La inquietante realidad en la que estamos inmersos, con una clase política que ha conseguido que la mayoría de la ciudadanía la desacredite y considere el gran problema, no deja de darnos sorpresas. Los mensajes que nos llegan a diario, que van incrementando su nivel de ofensa a España y a los españoles que se sienten orgullosos de serlo, ponen en un aprieto su nivel de comprensión y paciencia al ver tambalearse todo lo construido a lo largo de los siglos y que deseamos dejar en herencia a los que vienen detrás.
El sentir de esa mayoría, que digiere como puede las numerosas ventajas que la carambola de la aritmética parlamentaria acredita en favor los que controlan el futuro de España pero que la odian y tienen como objetivo romperla, empieza a ponderar con seriedad los riesgos derivados de la bajeza moral y traición a la que estamos expuestos.
El lastre del separatismo, el mismo que hasta hace poco era “nacionalismo moderado”, no es algo nuevo. Ya nos hemos acostumbrado a que los diferentes Gobiernos de España se vean, de un modo directo o camuflado, condicionados por la hambruna de los desesperados periféricos que ansían poder y gloria. Las legislaturas, de un modo u otro, se han visto sometidas a la interferencia de dichas minorías. Incluso, con mayorías absolutas, se les ha tenido en consideración especial por aquello de la posible necesidad de ser amigos en el futuro y necesitar sus apoyos más adelante.
En el escenario político actual solo faltaba la figura de un miserable, sin escrúpulos y ahogado en el rencor, que fuese capaz de cruzar todas las líneas rojas que, con el esfuerzo de todos, hemos ido fijando para llevar al separatismo a sus mínimos. Pero la irrupción del desesperado y mentiroso Sánchez ha logrado reactivar al separatismo golpista, factor que le ha convertido en el mayor traidor conocido de España.
En definitiva, en España siempre nos ha faltado seriedad y conciencia patriótica que tire del carro y piense en la prioridad que supone la defensa de la nación española. Un compromiso que evite el pisoteo de mindundis minoritarios que solo saben abrir la boca para rascar lo posible y lograr mejoras pensando en lo propio y, desgraciadamente, en muchos casos, lo personal.
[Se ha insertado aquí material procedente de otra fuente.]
use crate::envelope::FetchedBatch;
use crate::types::{ConnectionStatus, ConversationId, SendReceipt};
use anyhow::Result;
use async_trait::async_trait;

#[async_trait]
pub trait MessageSource: Send + Sync {
    /// Short transport identifier used in logs: "whatsapp".
    fn source_id(&self) -> &str;

    /// False when required credentials are missing; no operation touches the network then.
    fn is_configured(&self) -> bool;

    async fn check_connection(&self) -> ConnectionStatus;

    /// Most recent `count` messages in whatever shape the transport returned.
    async fn fetch_recent(&self, count: usize) -> Result<FetchedBatch>;

    /// Send failures are reported in the receipt, not as errors.
    async fn send(&self, conversation_id: &ConversationId, text: &str) -> SendReceipt;

    /// Where an operator can go to re-establish the session, if the transport has one.
    fn reconnect_hint(&self) -> Option<String> {
        None
    }
}
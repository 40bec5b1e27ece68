pub mod bot;
pub mod conversations;
pub mod health;

use axum::http::StatusCode;
use axum::{Json, Router};

pub(crate) type ApiError = (StatusCode, Json<serde_json::Value>);

pub(crate) fn internal_error(error: anyhow::Error) -> ApiError {
    tracing::error!(error = %format!("{error:#}"), "request failed");
    (
        StatusCode::INTERNAL_SERVER_ERROR,
        Json(serde_json::json!({
            "status": "error",
            "error": error.to_string(),
        })),
    )
}

pub fn router() -> Router {
    Router::new()
        .merge(health::router())
        .merge(bot::router())
        .merge(conversations::router())
}

#[cfg(test)]
mod tests {
    use crate::bot_runtime::BotRuntime;
    use crate::config::{EngineConfig, GenerationConfig};
    use crate::engine::{EngineDeps, HttpClientFactory};
    use crate::server::AppState;
    use crate::settings::{SettingsProvider, SqliteSettings};
    use crate::store::{ConversationStore, Database, MessageRole};
    use ar_channels::{ConversationId, MessageId};
    use ar_llm::{RateLimiter, RateLimits};
    use axum::Extension;
    use axum::Router;
    use axum::body::{Body, to_bytes};
    use axum::http::{Request, StatusCode};
    use serde_json::json;
    use std::sync::Arc;
    use tower::util::ServiceExt;

    fn test_state() -> Arc<AppState> {
        let db = Database::open_in_memory().expect("db");
        let settings = SqliteSettings::new(db.clone());
        let store = ConversationStore::new(db);
        let runtime = BotRuntime::new(EngineDeps {
            settings: Arc::new(settings.clone()),
            store: store.clone(),
            factory: Arc::new(HttpClientFactory::new(None)),
            limiter: Arc::new(RateLimiter::new(RateLimits::default())),
            engine: EngineConfig::default(),
            generation: GenerationConfig::default(),
        });
        Arc::new(AppState {
            runtime: Arc::new(runtime),
            store,
            settings,
        })
    }

    fn app(state: Arc<AppState>) -> Router {
        super::router().layer(Extension(state))
    }

    async fn response_body_json(response: axum::response::Response) -> serde_json::Value {
        let body = to_bytes(response.into_body(), usize::MAX)
            .await
            .expect("response body");
        serde_json::from_slice(&body).expect("response json")
    }

    async fn send(router: Router, request: Request<Body>) -> (StatusCode, serde_json::Value) {
        let response = router.oneshot(request).await.expect("response");
        let status = response.status();
        (status, response_body_json(response).await)
    }

    fn get(uri: &str) -> Request<Body> {
        Request::builder()
            .method("GET")
            .uri(uri)
            .body(Body::empty())
            .expect("request")
    }

    fn json_request(method: &str, uri: &str, body: serde_json::Value) -> Request<Body> {
        Request::builder()
            .method(method)
            .uri(uri)
            .header("content-type", "application/json")
            .body(Body::from(body.to_string()))
            .expect("request")
    }

    #[tokio::test]
    async fn health_reports_a_stopped_bot() {
        let (status, body) = send(app(test_state()), get("/api/v1/health")).await;
        assert_eq!(status, StatusCode::OK);
        assert_eq!(body["status"], "ok");
        assert_eq!(body["checks"]["bot"]["running"], json!(false));
        assert_eq!(body["checks"]["bot"]["state"], "stopped");
        assert_eq!(body["checks"]["budget"]["minute_limit"], json!(12));
    }

    #[tokio::test]
    async fn settings_update_is_partial_and_redacted() {
        let state = test_state();
        let (status, body) = send(
            app(state.clone()),
            json_request(
                "PUT",
                "/api/v1/bot/settings",
                json!({"transport_instance_name": "loja", "generation_api_key": "secret"}),
            ),
        )
        .await;
        assert_eq!(status, StatusCode::OK);
        assert_eq!(body["settings"]["transport_instance_name"], "loja");
        assert_eq!(body["settings"]["generation_api_key"], "set");
        assert!(!body.to_string().contains("secret\""));

        let stored = state.settings.load().await.expect("load");
        assert_eq!(stored.generation_api_key, "secret");
        assert!(!stored.active);

        let response = app(state.clone())
            .oneshot(json_request(
                "PUT",
                "/api/v1/bot/settings",
                json!({"api_key": "x"}),
            ))
            .await
            .expect("response");
        assert_eq!(response.status(), StatusCode::UNPROCESSABLE_ENTITY);

        let (status, body) = send(
            app(state),
            json_request("PUT", "/api/v1/bot/settings", json!({})),
        )
        .await;
        assert_eq!(status, StatusCode::BAD_REQUEST);
        assert_eq!(body["status"], "error");
    }

    #[tokio::test]
    async fn conversations_list_messages_and_mark_read() {
        let state = test_state();
        let conversation = ConversationId::new("551199999999");
        state
            .store
            .append(&conversation, MessageRole::Inbound, "Oi", Some(&MessageId::new("M1")))
            .await
            .expect("append");
        state
            .store
            .append(&conversation, MessageRole::Outbound, "Olá!", None)
            .await
            .expect("append");

        let (status, body) = send(app(state.clone()), get("/api/v1/conversations")).await;
        assert_eq!(status, StatusCode::OK);
        assert_eq!(body["conversations"][0]["conversation_id"], "551199999999");
        assert_eq!(body["conversations"][0]["unread_count"], json!(1));

        let (status, body) = send(
            app(state.clone()),
            get("/api/v1/conversations/551199999999/messages?limit=1"),
        )
        .await;
        assert_eq!(status, StatusCode::OK);
        let messages = body["messages"].as_array().expect("messages");
        assert_eq!(messages.len(), 1);
        assert_eq!(messages[0]["role"], "outbound");

        let (status, body) = send(
            app(state.clone()),
            json_request("POST", "/api/v1/conversations/551199999999/read", json!({})),
        )
        .await;
        assert_eq!(status, StatusCode::OK);
        assert_eq!(body["marked_read"], json!(1));

        let (_, body) = send(app(state), get("/api/v1/conversations")).await;
        assert_eq!(body["conversations"][0]["unread_count"], json!(0));
    }

    #[tokio::test]
    async fn bot_can_be_started_and_stopped_over_http() {
        let state = test_state();
        let (status, body) = send(
            app(state.clone()),
            json_request("POST", "/api/v1/bot/start", json!({})),
        )
        .await;
        assert_eq!(status, StatusCode::OK);
        assert_eq!(body["started"], json!(true));
        assert_eq!(body["bot"]["engine"]["state"], "running");

        let (_, body) = send(app(state.clone()), get("/api/v1/bot/status")).await;
        assert_eq!(body["running"], json!(true));

        let (_, body) = send(
            app(state.clone()),
            json_request("POST", "/api/v1/bot/stop", json!({})),
        )
        .await;
        assert_eq!(body["stopped"], json!(true));
        assert_eq!(body["bot"]["engine"]["state"], "stopped");

        let (_, body) = send(
            app(state),
            json_request("POST", "/api/v1/bot/stop", json!({})),
        )
        .await;
        assert_eq!(body["stopped"], json!(false));
    }
}
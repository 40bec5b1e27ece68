use crate::server::AppState;
use axum::routing::get;
use axum::{Extension, Json};
use chrono::Utc;
use std::sync::Arc;

pub fn router() -> axum::Router {
    axum::Router::new().route("/api/v1/health", get(get_health))
}

#[tracing::instrument(level = "debug", skip_all)]
async fn get_health(Extension(state): Extension<Arc<AppState>>) -> Json<serde_json::Value> {
    let bot = state.runtime.status_snapshot().await;
    let connected = bot
        .engine
        .connection
        .as_ref()
        .is_some_and(|connection| connection.is_connected());

    Json(serde_json::json!({
        "status": "ok",
        "checked_at": Utc::now(),
        "checks": {
            "bot": {
                "running": bot.running,
                "state": bot.engine.state,
                "transport_connected": connected,
                "last_iteration_at": bot.engine.last_iteration_at,
                "last_error_at": bot.engine.last_error_at,
                "last_error": bot.engine.last_error,
            },
            "budget": bot.usage,
        }
    }))
}
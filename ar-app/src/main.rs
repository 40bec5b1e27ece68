//! autoreply main binary.
//!
//! Runs the WhatsApp auto-reply engine behind a small operator HTTP surface.

mod bot_runtime;
mod config;
mod engine;
mod init;
mod routes;
mod server;
mod settings;
mod store;

use clap::{Parser, Subcommand};
use std::path::PathBuf;
use tracing_subscriber::EnvFilter;
use tracing_subscriber::fmt::format::FmtSpan;

#[derive(Debug, Parser)]
#[command(name = "autoreply", version, about = "WhatsApp auto-reply engine")]
struct Cli {
    /// Config file (default: ~/.autoreply/config.toml).
    #[arg(long, global = true, env = "AUTOREPLY_CONFIG")]
    config: Option<PathBuf>,

    #[command(subcommand)]
    command: Option<Command>,
}

#[derive(Debug, Subcommand)]
enum Command {
    /// Start the HTTP control surface and the engine (default).
    Serve,
    /// Run the engine in the foreground until ctrl-c, without the HTTP surface.
    Run,
    /// Initialize ~/.autoreply with a config template (idempotent).
    Init,
    /// Check the transport connection and summarize stored conversations.
    Status,
    /// Show or change live bot settings.
    Settings {
        #[command(subcommand)]
        action: SettingsAction,
    },
    /// Print the stored messages of one conversation.
    History {
        conversation: String,
        #[arg(long, default_value_t = 20)]
        limit: usize,
    },
    /// One-shot send to a WhatsApp number through the configured transport.
    Send { number: String, message: String },
}

#[derive(Debug, Subcommand)]
enum SettingsAction {
    Show,
    Set { key: String, value: String },
}

#[tokio::main]
async fn main() -> anyhow::Result<()> {
    let _ = dotenvy::dotenv();
    init_tracing()?;
    install_panic_hook();

    let cli = Cli::parse();
    let config_path = cli.config;

    match cli.command.unwrap_or(Command::Serve) {
        Command::Serve => server::serve(config_path).await,
        Command::Run => server::run_foreground(config_path).await,
        Command::Init => {
            let report = init::initialize_default().await?;
            if report.created.is_empty() {
                println!(
                    "autoreply init: already initialized at {}",
                    report.root.display()
                );
            } else {
                println!("autoreply init: initialized {}", report.root.display());
                for path in &report.created {
                    println!("created {}", path.display());
                }
                for path in &report.skipped {
                    println!("kept existing {}", path.display());
                }
            }
            println!(
                "next: fill in the [bot] section of {}/config.toml or run `autoreply settings set`",
                report.root.display()
            );
            Ok(())
        }
        Command::Status => server::status(config_path).await,
        Command::Settings { action } => match action {
            SettingsAction::Show => server::settings_show(config_path).await,
            SettingsAction::Set { key, value } => {
                server::settings_set(config_path, &key, &value).await
            }
        },
        Command::History {
            conversation,
            limit,
        } => server::history(config_path, &conversation, limit).await,
        Command::Send { number, message } => {
            server::send_one_shot(config_path, &number, &message).await
        }
    }
}

fn init_tracing() -> anyhow::Result<()> {
    let env_filter = match EnvFilter::try_from_default_env() {
        Ok(v) => v,
        Err(_) => EnvFilter::new(
            "info,autoreply=debug,ar_app=debug,ar_channels=debug,ar_llm=debug,tower_http=info",
        ),
    };
    let log_format = std::env::var("AUTOREPLY_LOG_FORMAT")
        .unwrap_or_else(|_| "json".to_string())
        .to_ascii_lowercase();

    match log_format.as_str() {
        "json" => {
            tracing_subscriber::fmt()
                .with_env_filter(env_filter)
                .with_span_events(FmtSpan::CLOSE)
                .with_target(true)
                .with_thread_names(true)
                .with_file(true)
                .with_line_number(true)
                .json()
                .flatten_event(true)
                .with_current_span(true)
                .init();
        }
        "pretty" => {
            tracing_subscriber::fmt()
                .with_env_filter(env_filter)
                .with_target(true)
                .with_file(true)
                .with_line_number(true)
                .pretty()
                .init();
        }
        "compact" => {
            tracing_subscriber::fmt()
                .with_env_filter(env_filter)
                .with_target(true)
                .compact()
                .init();
        }
        other => {
            return Err(anyhow::anyhow!(
                "unsupported AUTOREPLY_LOG_FORMAT={other:?}; expected one of: json, pretty, compact"
            ));
        }
    }

    tracing::info!(
        log_format = %log_format,
        env_filter = ?std::env::var("RUST_LOG").ok(),
        "tracing initialized"
    );
    Ok(())
}

fn install_panic_hook() {
    let default_hook = std::panic::take_hook();
    std::panic::set_hook(Box::new(move |panic_info| {
        let location = panic_info
            .location()
            .map(|loc| format!("{}:{}", loc.file(), loc.line()))
            .unwrap_or_else(|| "unknown".to_string());
        let payload = panic_payload_to_string(panic_info.payload());
        tracing::error!(
            panic_location = %location,
            panic_payload = %payload,
            "panic captured"
        );
        default_hook(panic_info);
    }));
}

pub(crate) fn panic_payload_to_string(payload: &(dyn std::any::Any + Send)) -> String {
    if let Some(msg) = payload.downcast_ref::<&str>() {
        return msg.to_string();
    }
    if let Some(msg) = payload.downcast_ref::<String>() {
        return msg.clone();
    }
    "non-string panic payload".to_string()
}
Mientras no superemos esta falta de visión nacional o de política de Estado, dejando de lado a los minoritarios que viven de la sobreponderación del valor de sus escaños, seguiremos con el ahogo que supone el yugo de estar sometidos al relleno de las necesarias mayorías con costes superlativos y, siempre, antiEspaña.
No perdamos de vista que el que firma este escrito nació en la calle Balmes de la Ciudad Condal, es decir, soy catalán y quiero a mi tierra, pero eso no cuestiona que, por encima de todo, me sienta español y quiera lo mejor para mi verdadero país, mi verdadera nación y la verdadera patria de todos los catalanes, España. Por esa razón debe comprenderse la desdicha, al ver el devenir político en el que nos ha metido la necesidad ególatra de un impresentable capaz de pasar del blanco al negro, sin valorar los costes que la deriva de sus cambios de opinión puede suponer en el futuro de la nación que gobierna.
El extremismo y radicalidad del sanchismo, utilizando la sigla del PSOE y haciéndose con el control de sus estructuras, ha elevado el fanatismo vanidoso y rastrero a cotas inalcanzables. Su complicidad con los que quieren el fin de la nación española, en contra de su propio programa electoral, convierte a Sánchez y todos los “risitas y palmeros” que le rodean, en culpables del destrozo global llevado a cabo con el aplauso de golpistas, terroristas y comunistas disfrazados de alta costura.
La duda que se cierne en la mente de los españoles es el nivel de humillación al que se puede llegar, tras el historial de cesiones acumulado y el sumatorio de vejaciones a España apadrinadas por Sánchez y sus comparsas. El límite de aguante parece imposible de determinar, pero lo demostrable empíricamente es la vergüenza de unos gobernantes capaces de supeditar su gobierno a la deshonra y la sumisión. Parece increíble que, con una amnistía a la carta y sellada en Waterloo, se llegue a negar la evidencia de lo que fueron unos actos extremos, vandálicos, violentos y terroristas, liberando al lacismo de sus responsabilidades y fechorías, mientras se sigue insultando a los policías que cumplieron con su trabajo y defendieron la legalidad vigente.
¿Será esta miseria de la amnistía la que agote la paciencia o habrá que esperar a que nos den la puntilla con un referéndum ilegal?
Mi límite ya se vio superado en el momento en que tuvo lugar la insultante puesta en la calle de los líderes indultados, por lo que todo lo que ha venido después solo sirve para apuntalar mis convicciones.